Mother didn’t live long enough to see those kooks and crazies complete their takeover of the Republican Party and chase out the more moderate folks we used to lump together as “country club Republicans”– some who were philosophical conservatives and others whose business interests had turned them into anti-tax, “trickle-down” true believers.

Everything my mother thought about what was then the far-Right “fringe” has turned out to be correct. Only worse.

I was reminded of her long-ago criticisms when I read a recent article in Talking Points Memo. (Apologies if this is one of the articles behind the paywall for subscribers only.) The article began:

Whiplash-inducing breaks from long-held party positions have become the norm in today’s Republican Party.

From former president Donald Trump to emerging voices such as Senator J.D. Vance, presidential candidate Ron DeSantis, and North Carolina gubernatorial candidate Mark Robinson, a wave of politicians and activists have signaled an abandonment of Republican orthodoxy on issues that once defined the party.

The party of free trade has become protectionist. The party of Cold Warriors has increasingly backed Russia and opposed aiding Ukraine. The party of less government has grown conflicted about where it stands on Social Security and Medicare.

How can not just a party, but its voters, suddenly change direction on so many bedrock issues?

Or have they?

Ben Bradford, who wrote the column, hosts a podcast series called “Landslide.” He proceeded to answer his own question,  asserting that the current Republican Party does not, in fact, represent a change or reversal of course–rather, in his opinion, it represents an evolution. “What seems like a shift on fundamental issues” he says, “is the latest expression of the same underlying force that has propelled voters for nearly half a century.”

Bradford takes readers back fifty years, to the mid-1970s and the “New Right,” reminding us of their opposition to a “range of the era’s social and cultural changes: school integration, new textbooks, gun laws, the women’s rights movement, gay and lesbian rights, and — eventually — abortion.”

New Right organizations included Phyllis Schlafly’s Eagle Forum and the NRA’s further-right cousin, the Gun Owners of America. It also included many of the same conservative groups that push policy positions and drive national debates today: the Heritage Foundation, the American Legislative Exchange Council, and the National Right-to-Life Committee, to name just a handful. These groups shared many of the same founders. Harper’s Magazine described their organizational charts as “an octopus shaking hands with itself.”

Two things that were “new” about the New Right were direct-mail fundraising and–especially– culture war.

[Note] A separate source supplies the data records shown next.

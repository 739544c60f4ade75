//! # fanout-search
//!
//! Provider-fallback web search and multi-query topic research.
//!
//! Queries are answered by the first provider in a configured priority
//! chain (DuckDuckGo, Google, Bing by default) that returns results.
//! Providers without credentials or with a full call window are skipped.
//! Research expands a topic into several sub-queries, routes them
//! concurrently and merges the answers into one deduplicated report.
//!
//! ## Design
//!
//! - Provider backends behind one [`SearchProvider`] trait, dispatched via
//!   the closed [`Provider`] enum
//! - A [`ProviderRegistry`] holding credential state and per-provider
//!   sliding call windows, shared by `Arc`
//! - A [`FallbackRouter`] that never retries a provider for the same query
//!   and reports the full failure chain when everything fails
//! - A [`ResearchOrchestrator`] with a fixed per-depth plan table
//! - Plain-text renderers in [`format`] for the caller-facing operations
//!
//! ## Security
//!
//! - API keys are redacted from `Debug` output and never appear in errors
//! - No network listeners: this is a library, not a server
//! - Search queries are logged only at trace/debug level

pub mod config;
pub mod error;
pub mod format;
pub mod http;
pub mod provider;
pub mod providers;
pub mod registry;
pub mod research;
pub mod router;
pub mod status;
pub mod types;
pub mod url_normalize;

#[cfg(test)]
mod test_support;

use std::sync::Arc;

pub use config::SearchConfig;
pub use error::{FailureChain, FailureKind, ProviderFailure, Result, SearchError};
pub use provider::{Provider, SearchProvider};
pub use registry::{ProviderDescriptor, ProviderRegistry};
pub use research::{ResearchDepth, ResearchOrchestrator, ResearchReport, SectionOutcome};
pub use router::FallbackRouter;
pub use status::ProviderStatus;
pub use types::{ProviderName, SearchQuery, SearchResultItem, SearchResultSet};

/// Parse a caller's provider selection.
///
/// `"auto"` (any case) means the full fallback chain and yields `None`.
///
/// # Errors
///
/// Returns [`SearchError::UnknownProvider`] for any other unrecognised name.
pub fn parse_provider_selection(selection: &str) -> Result<Option<ProviderName>> {
    if selection.trim().eq_ignore_ascii_case("auto") {
        return Ok(None);
    }
    selection.parse().map(Some)
}

/// The caller-facing search, research and status operations.
///
/// Built once at startup and shared. Cloning is cheap: all clones route
/// through the same registry and call windows.
#[derive(Debug)]
pub struct WebResearch<P: SearchProvider = Provider> {
    router: FallbackRouter<P>,
    orchestrator: ResearchOrchestrator<P>,
}

impl<P: SearchProvider> Clone for WebResearch<P> {
    fn clone(&self) -> Self {
        Self {
            router: self.router.clone(),
            orchestrator: self.orchestrator.clone(),
        }
    }
}

impl WebResearch<Provider> {
    /// Build the registry and routing for `config`.
    ///
    /// # Errors
    ///
    /// Returns [`SearchError::Config`] for an invalid configuration or
    /// [`SearchError::Http`] if the HTTP client cannot be built.
    ///
    /// # Examples
    ///
    /// ```no_run
    /// # async fn example() -> fanout_search::Result<()> {
    /// let research = fanout_search::WebResearch::new(&fanout_search::SearchConfig::default())?;
    /// println!("{}", research.web_search("rust async runtimes", 5, "auto").await?);
    /// # Ok(())
    /// # }
    /// ```
    pub fn new(config: &SearchConfig) -> Result<Self> {
        let registry = Arc::new(ProviderRegistry::from_config(config)?);
        Ok(Self::from_registry(registry))
    }
}

impl<P: SearchProvider> WebResearch<P> {
    pub fn from_registry(registry: Arc<ProviderRegistry<P>>) -> Self {
        let router = FallbackRouter::new(registry);
        Self {
            orchestrator: ResearchOrchestrator::new(router.clone()),
            router,
        }
    }

    pub fn registry(&self) -> &Arc<ProviderRegistry<P>> {
        self.router.registry()
    }

    /// Search with either the full chain (`"auto"`) or one named provider.
    ///
    /// # Errors
    ///
    /// Caller errors ([`SearchError::InvalidQuery`],
    /// [`SearchError::UnknownProvider`]) and routing failures.
    pub async fn search(
        &self,
        query: &str,
        num_results: usize,
        provider: &str,
    ) -> Result<SearchResultSet> {
        let query = SearchQuery::new(query, num_results)?;
        let explicit = parse_provider_selection(provider)?;
        self.router.route(&query, explicit).await
    }

    /// [`Self::search`] rendered as text.
    ///
    /// Provider failures are part of the answer and are rendered, not
    /// returned as errors.
    ///
    /// # Errors
    ///
    /// Only caller input errors.
    pub async fn web_search(&self, query: &str, num_results: usize, provider: &str) -> Result<String> {
        match self.search(query, num_results, provider).await {
            Ok(set) => Ok(format::format_result_set(query.trim(), &set)),
            Err(err) if err.is_caller_error() => Err(err),
            Err(err) => Ok(format::format_search_error(query.trim(), &err)),
        }
    }

    /// Research `topic` at a depth named `quick`, `standard` or `deep`.
    ///
    /// # Errors
    ///
    /// [`SearchError::InvalidDepth`] or [`SearchError::InvalidQuery`].
    pub async fn research(&self, topic: &str, depth: &str) -> Result<ResearchReport> {
        let depth: ResearchDepth = depth.parse()?;
        self.orchestrator.research(topic, depth).await
    }

    /// [`Self::research`] with an overall deadline.
    ///
    /// # Errors
    ///
    /// Same as [`Self::research`].
    pub async fn research_with_deadline(
        &self,
        topic: &str,
        depth: &str,
        deadline: tokio::time::Instant,
    ) -> Result<ResearchReport> {
        let depth: ResearchDepth = depth.parse()?;
        self.orchestrator
            .research_with_deadline(topic, depth, deadline)
            .await
    }

    /// [`Self::research`] rendered as text.
    ///
    /// # Errors
    ///
    /// Same as [`Self::research`].
    pub async fn research_topic(&self, topic: &str, depth: &str) -> Result<String> {
        let report = self.research(topic, depth).await?;
        Ok(format::format_report(&report))
    }

    /// Current availability of every configured provider.
    pub fn status(&self) -> Vec<ProviderStatus> {
        status::status(self.registry())
    }

    /// [`Self::status`] rendered as text.
    pub fn search_status(&self) -> String {
        format::format_status(&self.status())
    }
}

The New Right was organized around social and cultural backlash. It created a link between activists working for seemingly unrelated causes–for example, opponents of abortion and opponents of gun laws. Howard Phillips described the goal of the New Right as “organizing discontent.” At a time when the major political parties were still trying to downplay hot-button social and cultural issues, the New Right created a coalition based upon voters’ backlash to culture change.

The article argues that it was a tactic that changed the nature of American conservatism.

Bradford goes on to document how the New Right saved Ronald Reagan’s campaign–a campaign animated by a backlash against a changing culture.

The message of a better past endangered by a changing culture would not feel out of place coming from Republican candidates today. And, the issues they emphasize — opposing the contents of textbooks, the use of race in school admissions, and transgender rights, among others — are the modern descendants of those 50 years ago.

As my mother would have added, that “backlash” coalition wasn’t just angry about social change; it was also a hotbed of bigotry–it was racist, anti-Semitic, homophobic, misogynistic. If it ever gained power, she warned us, Americans who weren’t straight White Christians would be endangered.

Well, they’ve gained power– and proved her point.